-- Record excerpts --
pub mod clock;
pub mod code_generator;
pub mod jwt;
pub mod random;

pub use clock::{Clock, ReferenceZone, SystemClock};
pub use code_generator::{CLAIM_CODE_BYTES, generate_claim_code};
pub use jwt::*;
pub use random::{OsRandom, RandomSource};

--

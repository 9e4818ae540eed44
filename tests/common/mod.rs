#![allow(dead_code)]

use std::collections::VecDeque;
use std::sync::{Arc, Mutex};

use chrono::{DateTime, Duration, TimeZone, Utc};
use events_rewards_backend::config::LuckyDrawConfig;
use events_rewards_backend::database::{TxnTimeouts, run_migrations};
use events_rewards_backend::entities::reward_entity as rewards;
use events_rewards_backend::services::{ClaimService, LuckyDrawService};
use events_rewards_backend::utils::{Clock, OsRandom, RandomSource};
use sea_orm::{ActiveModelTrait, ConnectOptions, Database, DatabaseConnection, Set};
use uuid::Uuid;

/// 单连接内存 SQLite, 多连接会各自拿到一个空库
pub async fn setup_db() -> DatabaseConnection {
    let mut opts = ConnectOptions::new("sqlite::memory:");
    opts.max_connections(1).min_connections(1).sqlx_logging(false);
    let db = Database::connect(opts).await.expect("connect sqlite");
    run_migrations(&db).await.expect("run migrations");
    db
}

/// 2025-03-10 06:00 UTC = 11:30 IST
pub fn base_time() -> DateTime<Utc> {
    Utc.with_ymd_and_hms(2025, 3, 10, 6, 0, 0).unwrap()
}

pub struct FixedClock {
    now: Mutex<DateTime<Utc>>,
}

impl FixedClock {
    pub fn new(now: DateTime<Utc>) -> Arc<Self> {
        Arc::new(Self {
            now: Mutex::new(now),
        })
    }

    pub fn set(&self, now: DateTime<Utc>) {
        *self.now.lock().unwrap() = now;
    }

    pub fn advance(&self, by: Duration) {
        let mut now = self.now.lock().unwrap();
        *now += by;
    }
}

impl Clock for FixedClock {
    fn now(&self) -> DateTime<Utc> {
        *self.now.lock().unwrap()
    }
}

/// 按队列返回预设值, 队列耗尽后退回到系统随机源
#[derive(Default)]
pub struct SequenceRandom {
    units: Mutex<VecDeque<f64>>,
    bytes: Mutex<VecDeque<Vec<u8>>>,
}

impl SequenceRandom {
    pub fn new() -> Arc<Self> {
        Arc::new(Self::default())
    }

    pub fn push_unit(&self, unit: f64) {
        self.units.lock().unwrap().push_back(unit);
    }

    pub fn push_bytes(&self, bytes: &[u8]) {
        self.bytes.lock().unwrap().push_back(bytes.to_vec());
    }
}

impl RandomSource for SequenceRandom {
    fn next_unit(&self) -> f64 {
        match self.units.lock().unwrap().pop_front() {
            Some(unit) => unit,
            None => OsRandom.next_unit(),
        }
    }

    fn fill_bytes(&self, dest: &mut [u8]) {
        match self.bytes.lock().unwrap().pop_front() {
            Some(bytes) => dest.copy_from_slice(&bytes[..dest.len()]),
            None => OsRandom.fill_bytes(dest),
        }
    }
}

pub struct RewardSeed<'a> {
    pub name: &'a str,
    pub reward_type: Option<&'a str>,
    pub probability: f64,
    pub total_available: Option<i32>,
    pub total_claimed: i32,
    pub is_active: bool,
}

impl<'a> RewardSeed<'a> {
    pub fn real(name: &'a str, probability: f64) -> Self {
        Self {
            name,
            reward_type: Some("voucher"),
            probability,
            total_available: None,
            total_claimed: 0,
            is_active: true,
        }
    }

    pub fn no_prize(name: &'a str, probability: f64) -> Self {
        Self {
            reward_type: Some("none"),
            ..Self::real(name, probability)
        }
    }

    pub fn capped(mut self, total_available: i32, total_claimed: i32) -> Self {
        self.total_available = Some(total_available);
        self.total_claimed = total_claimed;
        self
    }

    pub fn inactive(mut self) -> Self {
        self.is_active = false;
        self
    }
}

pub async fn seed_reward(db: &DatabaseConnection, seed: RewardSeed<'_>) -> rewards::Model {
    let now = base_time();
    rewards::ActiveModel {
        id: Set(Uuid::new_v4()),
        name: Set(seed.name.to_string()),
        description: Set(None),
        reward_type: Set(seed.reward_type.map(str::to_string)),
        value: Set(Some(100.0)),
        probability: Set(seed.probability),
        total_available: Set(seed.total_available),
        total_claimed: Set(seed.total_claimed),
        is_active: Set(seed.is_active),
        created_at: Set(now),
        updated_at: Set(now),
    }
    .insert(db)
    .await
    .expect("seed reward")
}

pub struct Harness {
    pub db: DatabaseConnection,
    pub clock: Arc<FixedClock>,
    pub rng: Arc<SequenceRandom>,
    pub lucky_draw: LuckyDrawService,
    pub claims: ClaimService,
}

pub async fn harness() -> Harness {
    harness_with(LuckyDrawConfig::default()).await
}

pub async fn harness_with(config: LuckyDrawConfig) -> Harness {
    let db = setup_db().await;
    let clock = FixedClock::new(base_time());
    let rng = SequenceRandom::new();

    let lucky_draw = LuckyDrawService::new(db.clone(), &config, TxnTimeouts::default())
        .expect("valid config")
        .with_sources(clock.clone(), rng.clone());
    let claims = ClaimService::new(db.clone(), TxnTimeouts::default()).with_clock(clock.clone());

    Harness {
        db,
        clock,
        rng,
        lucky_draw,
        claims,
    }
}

...

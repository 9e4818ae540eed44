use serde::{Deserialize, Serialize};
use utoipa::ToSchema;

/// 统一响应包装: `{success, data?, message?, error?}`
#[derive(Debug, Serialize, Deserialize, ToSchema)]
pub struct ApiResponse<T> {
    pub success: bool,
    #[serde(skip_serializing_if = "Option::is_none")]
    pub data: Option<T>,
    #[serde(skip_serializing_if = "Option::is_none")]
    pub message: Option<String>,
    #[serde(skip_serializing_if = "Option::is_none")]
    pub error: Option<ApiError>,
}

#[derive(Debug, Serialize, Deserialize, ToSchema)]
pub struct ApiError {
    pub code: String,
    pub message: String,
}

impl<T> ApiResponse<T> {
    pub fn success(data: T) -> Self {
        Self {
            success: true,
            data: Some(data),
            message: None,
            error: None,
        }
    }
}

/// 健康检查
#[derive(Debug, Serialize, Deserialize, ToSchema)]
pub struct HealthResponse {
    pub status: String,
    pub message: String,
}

-- Problem to solve --
Copy each line of the listing that carries the string "RewardSeed".

-- Your solution --
pub struct RewardSeed<'a> {
impl<'a> RewardSeed<'a> {
pub async fn seed_reward(db: &DatabaseConnection, seed: RewardSeed<'_>) -> rewards::Model {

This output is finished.